I wish I had a cool heroic story to go with the stiches. I got it when I saved a baby from a falling piano by stopping it with my face. I was attacked by the Mexican pissfish on an expedition in Greenland. I was running a marathon with scissors, just to prove a point, only to be choked and tripped by the ribbon at the finish line.

Here are two
Finnish lines.
Truth is me and a mate got drunk and bored, and smacked our skulls together while we were wrestling in the backyard. Sheer stupidity. It was kinda funny at first until it became fairly evident that I’d need a few stitches to close it up. I did seem to be bleeding a bit. Luckily there’s a hospital in town, but I had to wait until morning to get it fixed. The only doctor in town just happened to be the other pissed idiot that I’d been wrestling with when we smacked heads. So we had to wait until he was sober enough to stitch me up again. He did a great job. I just hope not so good that I doesn’t leave me a really cool scar.
This unfortunate series of events seemed like as good an opportunity as any to talk about alcohol and boredom. It’s pretty safe to say that they are the two greatest causes of problems in the community. Maningrida is basically small town anywhere Australia, and I’m not just talking about Aboriginal communities. We have the same problems with drug and alcohol abuse, mental illness and suicide as any country town, but if anything the troubles are far more transparent here because everybody lives at such close quarters, not scattered out on farms. The average house here has about 15 people in it. I live alone – that makes me feel incredibly guilty - but my guilt is another film entirely.
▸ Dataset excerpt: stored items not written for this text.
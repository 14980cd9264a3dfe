use crate::RsvpStatus;

use std::str::FromStr;

#[test]
fn test_rsvp_status_as_str() {
    assert_eq!(RsvpStatus::Yes.as_str(), "Yes");
    assert_eq!(RsvpStatus::No.as_str(), "No");
    assert_eq!(RsvpStatus::Maybe.as_str(), "Maybe");
}

#[test]
fn test_rsvp_status_from_str() {
    assert_eq!(RsvpStatus::from_str("Yes").unwrap(), RsvpStatus::Yes);
    assert_eq!(RsvpStatus::from_str("No").unwrap(), RsvpStatus::No);
    assert_eq!(RsvpStatus::from_str("Maybe").unwrap(), RsvpStatus::Maybe);
    assert!(RsvpStatus::from_str("yes").is_err());
    assert!(RsvpStatus::from_str("").is_err());
}

#[test]
fn test_rsvp_status_serde_uses_database_spelling() {
    let json = serde_json::to_string(&RsvpStatus::Maybe).unwrap();
    assert_eq!(json, "\"Maybe\"");

    let parsed: RsvpStatus = serde_json::from_str("\"No\"").unwrap();
    assert_eq!(parsed, RsvpStatus::No);
}

#[test]
fn test_rsvp_status_display_order_is_yes_maybe_no() {
    assert_eq!(
        RsvpStatus::ALL,
        [RsvpStatus::Yes, RsvpStatus::Maybe, RsvpStatus::No]
    );
    assert_eq!(RsvpStatus::No.label(), "Can't go");
}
Think about the impact one alcoholic can have on a house of 15. Or on a house of one, for that matter.
You can’t buy grog here. You get a permit, like a license I guess, and you can get 2 slabs shipped in on the barge from Darwin once a fortnight. Doesn’t sound like much, but it with 30 can blocks its breaks down to about 5 cans a night. Any doctor will tell you that that is classified as full-blown alcoholism. Yet, everyone who has a permit – black or white - will knock over their allotment without flinching – usually in the first week. The grog is handed out by the police every second Saturday at what is patronizingly referred to by Balandas as ‘Grog Ceremony’.
A huge part of Aboriginal culture is a notion of give and take. If I ask for something you’ve got, you give it to me – pretty much no questions asked. And vice versa. It probably goes back to tribal times when stuff like that might have meant the survival of the group. Now, more often than not, it just means that people who have had their alcohol permits revoked can usually still get pissed after a grog shipment. Sadly that also means that these same men might start fights in the community or go home and beat their wives. It’s a time-honored tradition brought to Australia by the Irish around the time of the gold rush. I’m being flippant. Sometimes the whole situation here gets a bit overwhelming. That’s my way of dealing with it.
The fact is that the vast majority of the community is unemployed. Alcohol and boredom keep self-esteem way down and depression way up in a group of people that have already been massively marginalized. Nobody can honestly say they are surprised to find out there are issues” here.
But what are you going to do about it? You can’t take the grog away from them. Aboriginals aren’t children, they have to be able to make their own choices. But what can we really expect them to do? I can’t even take a drink without smacking my face into something. Maningrida is not a special place. It’s not particularly dangerous or violent. It’s desperate, but no more desperate than any big city in the world I’ve ever visited. Drugs – be they alcohol, heroin or television – are eating way at every single community in the world. And what do we do about it? …what do we do?